20191112 MBB v. North Dakota - LKaneshige 001

Drew Timme hoists up a shot against North Dakota.

Gonzaga men’s basketball and Thanksgiving tournaments are a holiday tradition that go way back, from Adam Morrison and Rui Hachimura’s heroics in their respective Maui Invitationals to the Zags dominating 2016’s AdvoCare Invitational. 

The early season tournaments have often provided a way not only for the Zags to pack their schedule with more high-profile matchups but also to solidify their place among the nation’s best. 

Those matchups are as close as college basketball fans get to the thrills of March — especially for a GU program forced to frontload its schedule with stronger matchups for a better tournament resume.

This year, the Zags are heading south for the Bad Boy Mowers Battle 4 Atlantis at Atlantis Paradise Island in Nassau, Bahamas.

The last time the Zags appeared in the Bahamas was in 2015, but the results didn’t exactly correlate with expectations. 

Led by the “three-headed monster” of talented big men Przemek Karnowski, Kyle Wiltjer and Domantas Sabonis, GU was the No. 10 team in the country coming into the tourney. A loss to Texas A&M in the second round and an injury to Karnowski in a win over University of Connecticut marred a third-place finish for the Zags, who spent much of the rest of the season looking for answers before heating up during the tournament.

This year, expectations are even higher for the Zags — coming off five straight Sweet 16s and a No. 8 ranking will do that for a program. But so is the level of competition. The Zags could potentially face three ranked teams, and are guaranteed to face at least one in the second round if they can get past Southern Mississippi. 

Southern Miss is 1-2 in its first year under new coach Jay Ladner, with those losses against low-to-mid-major teams in South Alabama and North Florida. But the Golden Eagles have five players averaging double digits.

Potentially awaiting the Zags is the winner between No. 11 Oregon and No. 13 Seton Hall, two teams that have already faced elite competition early in the season.

Head coach Dana Altman’s Ducks boast a deep and diverse roster, led by graduate transfers Shakur Juiston and Anthony Mathis alongside senior guard Payton Pritchard, who averages 20.2 points per game. They bulldozed solid Boise State and Fresno State teams to start the season and then outclassed a then-No.13 Memphis squad with heralded freshman James Wiseman on the floor. Altman has plenty of experience at the apex of college basketball, and he has a roster with potential to bring that to fruition once again.

Seton Hall has shown it can hang with top-ranked teams as well. Myles Powell’s 37-point performance against then-No. 3 Michigan State was almost enough for an upset win, and he followed it up with 26 in a win over St. Louis. Powell’s dynamic playmaking and shooting could cause fits for a GU backcourt that’s already a bit thin. But if the Pirates want to knock off the Zags, they will need more production from the rest of the roster.
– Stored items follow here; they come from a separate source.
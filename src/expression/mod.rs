//! Expression parsing and evaluation for guards and formulas
//!
//! Guards and formulas are written in a small, closed expression language.
//! By the time an expression reaches this module every `$name` reference has
//! already been replaced with literal text, so evaluation needs no context.
//!
//! ## Grammar
//!
//! ```text
//! expr        := or_expr
//! or_expr     := and_expr ( "or" and_expr )*
//! and_expr    := not_expr ( "and" not_expr )*
//! not_expr    := "not" not_expr | comparison
//! comparison  := additive ( cmp_op additive )*
//! cmp_op      := "==" | "!=" | "<=" | ">=" | "<" | ">" | "in" | "not" "in"
//! additive    := term ( ("+" | "-") term )*
//! term        := unary ( ("*" | "//" | "/" | "%") unary )*
//! unary       := ("-" | "+") unary | power
//! power       := postfix ( "**" unary )?
//! postfix     := primary ( "." IDENT "(" args ")" )*
//! primary     := NUMBER | STRING | "True" | "False" | "None"
//!              | "[" args "]" | "(" expr ("," expr)* ")" | DOTTED_IDENT "(" args ")"
//! ```
//!
//! Functions: `abs`, `min`, `max`, `int`, `float`, `str`, `bool`, `len`,
//! `round`, `re.search`, `re.match`, `re.fullmatch`. String methods:
//! `startswith`, `endswith`, `lower`, `upper`, `strip`, `replace`.
//!
//! ## Example
//!
//! ```rust
//! use paramgen_rs::expression::{Expression, Value};
//!
//! let expr = Expression::parse(r#""gx1v6" .startswith("gx1v") and 320 // 2 == 160"#).unwrap();
//! assert_eq!(expr.evaluate().unwrap(), Value::Bool(true));
//! ```

mod eval;
mod parser;
pub mod value;

use thiserror::Error;

pub use value::Value;
pub use parser::MAX_DEPTH;

/// Error that can occur during expression parsing or evaluation
#[derive(Error, Debug, Clone, PartialEq)]
pub enum ExpressionError {
    #[error("Failed to parse expression: {message}")]
    ParseError { message: String },

    #[error("Unknown name: {name}")]
    UnknownName { name: String },

    #[error("Undefined function: {name}")]
    UndefinedFunction { name: String },

    #[error("Division by zero")]
    DivisionByZero,

    #[error("Integer overflow")]
    Overflow,

    #[error("Invalid operation: {message}")]
    InvalidOperation { message: String },
}

/// Result type for expression evaluation
pub(crate) type ExprResult<T> = Result<T, ExpressionError>;

/// Expression AST node
#[derive(Debug, Clone, PartialEq)]
pub enum Expression {
    /// Constant value
    Literal(Value),

    /// List or tuple display
    List(Vec<Expression>),

    /// A bare identifier; always an error when evaluated
    Name(String),

    /// Unary operations
    Unary(UnaryOp, Box<Expression>),

    /// Binary arithmetic operations
    Binary(BinaryOp, Box<Expression>, Box<Expression>),

    /// Short-circuiting `and`
    And(Box<Expression>, Box<Expression>),

    /// Short-circuiting `or`
    Or(Box<Expression>, Box<Expression>),

    /// A chain of comparisons, `a < b <= c`
    Compare(Box<Expression>, Vec<(CompareOp, Expression)>),

    /// Function call; the name may be dotted, e.g. `re.search`
    Call(String, Vec<Expression>),

    /// Method call on a value, e.g. `"abc".startswith("a")`
    Method(Box<Expression>, String, Vec<Expression>),
}

/// Unary operations
#[derive(Debug, Clone, Copy, PartialEq, Eq)]
pub enum UnaryOp {
    /// Negation (-)
    Neg,

    /// Identity (+)
    Pos,

    /// Logical not
    Not,
}

/// Binary operations
#[derive(Debug, Clone, Copy, PartialEq, Eq)]
pub enum BinaryOp {
    /// Addition or concatenation (+)
    Add,

    /// Subtraction (-)
    Sub,

    /// Multiplication (*)
    Mul,

    /// True division (/)
    Div,

    /// Floor division (//)
    FloorDiv,

    /// Modulo (%)
    Mod,

    /// Power (**)
    Pow,
}

/// Comparison operators
#[derive(Debug, Clone, Copy, PartialEq, Eq)]
pub enum CompareOp {
    Eq,
    Ne,
    Lt,
    Le,
    Gt,
    Ge,
    In,
    NotIn,
}

impl Expression {
    /// Parse an expression from a string
    pub fn parse(input: &str) -> Result<Self, ExpressionError> {
        parser::parse_expression(input)
    }

    /// Evaluate the expression
    pub fn evaluate(&self) -> Result<Value, ExpressionError> {
        eval::evaluate(self)
    }
}

/// Parse and evaluate `input` in one step
pub fn evaluate_str(input: &str) -> Result<Value, ExpressionError> {
    Expression::parse(input)?.evaluate()
}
On the other side of the bracket are two other blue bloods in No. 5 University of North Carolina and Michigan. The Zags wouldn’t play either until the championship game if they make it through the first two rounds, but both teams could give GU problems later on. UNC faces Alabama in the first round and the Wolverines face Iowa State.

A Zags against Tar Heels championship game would be a preview of their matchup in Spokane slated for Dec. 18; the two top-10 teams could play each other out of conference twice in the span of three weeks. UNC has potentially the best freshman in the country in point guard Cole Anthony (27.3 points per game) and Roy Williams’ program’s competitiveness year-in and year-out is almost always a guarantee.

But they have to defeat Alabama first. The Tide are 1-2 under first-year head coach Nate Oats, with losses against University of Pennsylvania and University of Rhode Island. 

Michigan rests just outside of the Associated Press Top 25, but there are still question marks about its place in the national pecking order. The Wolverines nearly blew a 30-point lead in their home opener against Appalachian State, but followed it with two good wins over Creighton and Elon. Their performance against Iowa State and the winner or loser of Alabama/UNC will tell more about their ability to keep up with top teams.

Iowa State last played the Zags in 2016’s AdvoCare Invitational, a thrilling game in which the then-No. 2 Zags rode 18 points from Nigel Williams-Goss to hold off a furious Cyclones comeback. Tyrese Haliburton is back for round two after a surprising rise to stardom in his freshman year last year, and the Cyclones are 2-1 with their only loss against Oregon State. 

ISU soundly defeated GU’s first-round matchup in Southern Miss, and is yet another power conference team that can compete in this tournament.

Ultimately, if the Zags find their way past these roadblocks, it’s a strong indicator of where they will stand in March.